══ Entries supplied ══

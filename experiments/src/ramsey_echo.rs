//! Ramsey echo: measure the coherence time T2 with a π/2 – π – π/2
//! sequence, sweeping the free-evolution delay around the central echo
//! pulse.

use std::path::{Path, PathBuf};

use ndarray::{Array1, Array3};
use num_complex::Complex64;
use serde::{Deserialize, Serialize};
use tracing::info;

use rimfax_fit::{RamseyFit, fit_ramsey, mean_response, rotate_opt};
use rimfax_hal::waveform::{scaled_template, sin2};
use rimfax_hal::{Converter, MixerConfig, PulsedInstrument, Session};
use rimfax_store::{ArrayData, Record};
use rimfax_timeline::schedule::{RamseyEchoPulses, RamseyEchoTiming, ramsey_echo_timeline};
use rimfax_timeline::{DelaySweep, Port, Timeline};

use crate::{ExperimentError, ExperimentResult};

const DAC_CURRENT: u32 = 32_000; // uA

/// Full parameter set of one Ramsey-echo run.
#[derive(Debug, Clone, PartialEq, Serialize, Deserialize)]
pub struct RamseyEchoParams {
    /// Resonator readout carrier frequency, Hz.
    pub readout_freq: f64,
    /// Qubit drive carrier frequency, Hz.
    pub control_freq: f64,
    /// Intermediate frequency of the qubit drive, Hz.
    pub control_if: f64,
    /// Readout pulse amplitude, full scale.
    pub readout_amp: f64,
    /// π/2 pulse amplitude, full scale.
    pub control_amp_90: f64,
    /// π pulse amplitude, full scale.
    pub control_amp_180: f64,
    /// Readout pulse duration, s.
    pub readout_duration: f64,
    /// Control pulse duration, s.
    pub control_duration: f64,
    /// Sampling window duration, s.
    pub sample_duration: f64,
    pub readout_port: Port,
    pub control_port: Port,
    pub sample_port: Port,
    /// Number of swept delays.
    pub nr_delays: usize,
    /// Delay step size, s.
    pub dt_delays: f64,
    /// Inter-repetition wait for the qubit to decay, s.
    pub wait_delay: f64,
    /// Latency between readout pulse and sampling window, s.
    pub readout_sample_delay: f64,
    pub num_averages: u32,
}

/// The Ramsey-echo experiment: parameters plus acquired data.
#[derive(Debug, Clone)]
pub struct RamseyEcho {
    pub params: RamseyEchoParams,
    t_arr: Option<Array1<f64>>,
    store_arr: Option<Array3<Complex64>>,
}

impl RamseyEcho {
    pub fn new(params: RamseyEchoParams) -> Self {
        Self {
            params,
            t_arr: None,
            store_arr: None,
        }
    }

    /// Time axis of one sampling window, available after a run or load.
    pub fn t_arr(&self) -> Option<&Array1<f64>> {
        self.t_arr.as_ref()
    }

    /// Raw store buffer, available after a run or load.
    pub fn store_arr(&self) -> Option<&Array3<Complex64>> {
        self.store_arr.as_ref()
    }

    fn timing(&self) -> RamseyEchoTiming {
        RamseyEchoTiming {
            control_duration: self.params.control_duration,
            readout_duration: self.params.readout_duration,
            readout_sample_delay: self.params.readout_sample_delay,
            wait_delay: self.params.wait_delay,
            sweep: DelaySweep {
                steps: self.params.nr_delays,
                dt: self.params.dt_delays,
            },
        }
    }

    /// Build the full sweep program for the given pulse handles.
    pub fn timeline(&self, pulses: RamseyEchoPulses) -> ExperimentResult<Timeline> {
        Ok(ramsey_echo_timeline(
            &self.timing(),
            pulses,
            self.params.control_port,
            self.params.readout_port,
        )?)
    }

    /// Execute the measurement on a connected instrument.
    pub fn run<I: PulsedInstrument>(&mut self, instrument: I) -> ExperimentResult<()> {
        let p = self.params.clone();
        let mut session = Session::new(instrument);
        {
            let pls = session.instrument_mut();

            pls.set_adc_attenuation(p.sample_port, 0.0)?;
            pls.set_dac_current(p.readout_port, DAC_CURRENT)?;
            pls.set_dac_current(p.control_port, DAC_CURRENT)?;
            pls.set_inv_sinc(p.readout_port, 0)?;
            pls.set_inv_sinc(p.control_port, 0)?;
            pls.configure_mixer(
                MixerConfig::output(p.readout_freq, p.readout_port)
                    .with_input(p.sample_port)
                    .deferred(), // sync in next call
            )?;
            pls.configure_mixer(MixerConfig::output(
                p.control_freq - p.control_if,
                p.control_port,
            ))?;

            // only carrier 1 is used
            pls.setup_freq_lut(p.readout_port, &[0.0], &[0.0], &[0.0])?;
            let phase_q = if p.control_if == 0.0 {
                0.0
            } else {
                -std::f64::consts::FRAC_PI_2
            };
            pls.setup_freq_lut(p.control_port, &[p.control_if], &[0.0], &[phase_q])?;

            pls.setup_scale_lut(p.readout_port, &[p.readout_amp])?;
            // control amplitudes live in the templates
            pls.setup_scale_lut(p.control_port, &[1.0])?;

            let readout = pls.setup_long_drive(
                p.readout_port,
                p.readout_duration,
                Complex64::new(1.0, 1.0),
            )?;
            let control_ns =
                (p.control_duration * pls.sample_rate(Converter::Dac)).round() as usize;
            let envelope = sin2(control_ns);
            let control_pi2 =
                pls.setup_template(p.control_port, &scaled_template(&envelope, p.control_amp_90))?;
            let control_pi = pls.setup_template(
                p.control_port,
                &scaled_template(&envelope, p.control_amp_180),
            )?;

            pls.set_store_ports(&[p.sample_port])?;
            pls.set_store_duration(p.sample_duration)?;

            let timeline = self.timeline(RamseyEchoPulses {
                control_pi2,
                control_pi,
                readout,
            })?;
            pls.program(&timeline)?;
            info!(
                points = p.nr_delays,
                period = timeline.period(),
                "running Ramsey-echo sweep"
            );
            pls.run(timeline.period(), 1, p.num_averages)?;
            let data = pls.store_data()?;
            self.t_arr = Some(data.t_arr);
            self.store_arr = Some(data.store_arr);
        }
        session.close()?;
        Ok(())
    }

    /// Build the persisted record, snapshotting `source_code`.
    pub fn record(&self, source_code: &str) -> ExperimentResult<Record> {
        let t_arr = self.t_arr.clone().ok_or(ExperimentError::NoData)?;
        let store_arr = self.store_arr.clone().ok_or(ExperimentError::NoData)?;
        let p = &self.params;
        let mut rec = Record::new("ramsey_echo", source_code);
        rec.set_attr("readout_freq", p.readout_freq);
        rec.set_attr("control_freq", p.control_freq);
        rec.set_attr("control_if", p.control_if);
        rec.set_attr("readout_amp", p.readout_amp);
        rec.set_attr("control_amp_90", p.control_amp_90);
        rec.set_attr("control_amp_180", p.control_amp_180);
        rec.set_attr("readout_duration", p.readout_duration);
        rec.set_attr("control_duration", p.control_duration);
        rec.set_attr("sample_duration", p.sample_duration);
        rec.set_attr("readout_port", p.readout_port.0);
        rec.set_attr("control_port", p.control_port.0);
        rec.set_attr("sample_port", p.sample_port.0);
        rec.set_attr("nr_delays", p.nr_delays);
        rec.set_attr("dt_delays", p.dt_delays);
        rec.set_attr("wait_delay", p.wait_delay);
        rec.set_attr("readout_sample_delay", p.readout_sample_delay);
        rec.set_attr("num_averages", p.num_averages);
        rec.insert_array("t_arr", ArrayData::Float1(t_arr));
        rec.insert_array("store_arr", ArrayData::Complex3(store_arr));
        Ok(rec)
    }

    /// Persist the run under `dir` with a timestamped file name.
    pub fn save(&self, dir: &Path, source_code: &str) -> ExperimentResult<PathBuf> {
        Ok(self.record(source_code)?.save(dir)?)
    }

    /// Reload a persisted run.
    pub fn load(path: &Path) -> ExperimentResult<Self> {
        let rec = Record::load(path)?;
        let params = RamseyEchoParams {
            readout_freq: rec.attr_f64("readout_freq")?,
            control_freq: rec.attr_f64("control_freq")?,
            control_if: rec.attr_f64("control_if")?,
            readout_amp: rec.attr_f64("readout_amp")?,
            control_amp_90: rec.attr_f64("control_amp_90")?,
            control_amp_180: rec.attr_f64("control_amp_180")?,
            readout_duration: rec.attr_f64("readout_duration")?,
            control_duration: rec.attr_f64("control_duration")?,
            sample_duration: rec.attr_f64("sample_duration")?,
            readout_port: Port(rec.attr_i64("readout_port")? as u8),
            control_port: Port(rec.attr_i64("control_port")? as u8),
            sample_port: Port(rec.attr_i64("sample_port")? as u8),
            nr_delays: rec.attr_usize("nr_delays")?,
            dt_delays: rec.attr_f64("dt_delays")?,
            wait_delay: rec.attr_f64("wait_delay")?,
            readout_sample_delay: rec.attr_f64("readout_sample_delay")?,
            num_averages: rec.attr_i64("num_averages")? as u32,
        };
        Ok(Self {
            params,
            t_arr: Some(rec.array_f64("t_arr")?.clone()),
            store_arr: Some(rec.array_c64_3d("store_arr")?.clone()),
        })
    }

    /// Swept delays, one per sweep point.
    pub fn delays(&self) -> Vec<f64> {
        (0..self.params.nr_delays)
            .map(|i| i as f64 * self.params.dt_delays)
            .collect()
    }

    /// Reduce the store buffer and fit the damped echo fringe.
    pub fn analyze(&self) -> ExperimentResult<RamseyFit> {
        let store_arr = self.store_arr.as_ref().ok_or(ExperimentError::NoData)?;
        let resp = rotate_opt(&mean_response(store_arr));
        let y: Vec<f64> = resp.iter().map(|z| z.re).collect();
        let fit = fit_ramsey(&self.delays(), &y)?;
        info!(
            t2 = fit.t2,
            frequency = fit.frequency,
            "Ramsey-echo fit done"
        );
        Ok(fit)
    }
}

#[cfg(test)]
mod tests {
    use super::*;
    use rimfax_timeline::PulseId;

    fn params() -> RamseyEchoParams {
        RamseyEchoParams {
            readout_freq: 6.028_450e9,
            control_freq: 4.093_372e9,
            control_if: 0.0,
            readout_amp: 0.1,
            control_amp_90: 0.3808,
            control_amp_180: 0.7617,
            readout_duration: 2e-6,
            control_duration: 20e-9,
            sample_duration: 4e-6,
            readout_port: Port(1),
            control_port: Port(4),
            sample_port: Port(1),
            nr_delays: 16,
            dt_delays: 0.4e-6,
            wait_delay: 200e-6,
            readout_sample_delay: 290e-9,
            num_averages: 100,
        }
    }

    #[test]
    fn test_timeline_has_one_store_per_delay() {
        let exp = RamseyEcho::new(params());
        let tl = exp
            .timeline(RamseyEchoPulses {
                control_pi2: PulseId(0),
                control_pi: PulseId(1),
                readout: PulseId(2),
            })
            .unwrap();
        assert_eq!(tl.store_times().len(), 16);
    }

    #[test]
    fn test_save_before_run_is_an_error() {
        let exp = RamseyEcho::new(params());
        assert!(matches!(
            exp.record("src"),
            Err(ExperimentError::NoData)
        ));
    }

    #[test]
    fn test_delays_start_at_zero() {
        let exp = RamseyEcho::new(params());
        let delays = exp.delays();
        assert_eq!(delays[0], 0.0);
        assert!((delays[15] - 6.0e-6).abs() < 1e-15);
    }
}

═══

What is required:
Select every line in the material above where the string "Build" occurs, and copy it.

Finished exercise:
    /// Build the full sweep program for the given pulse handles.
    /// Build the persisted record, snapshotting `source_code`.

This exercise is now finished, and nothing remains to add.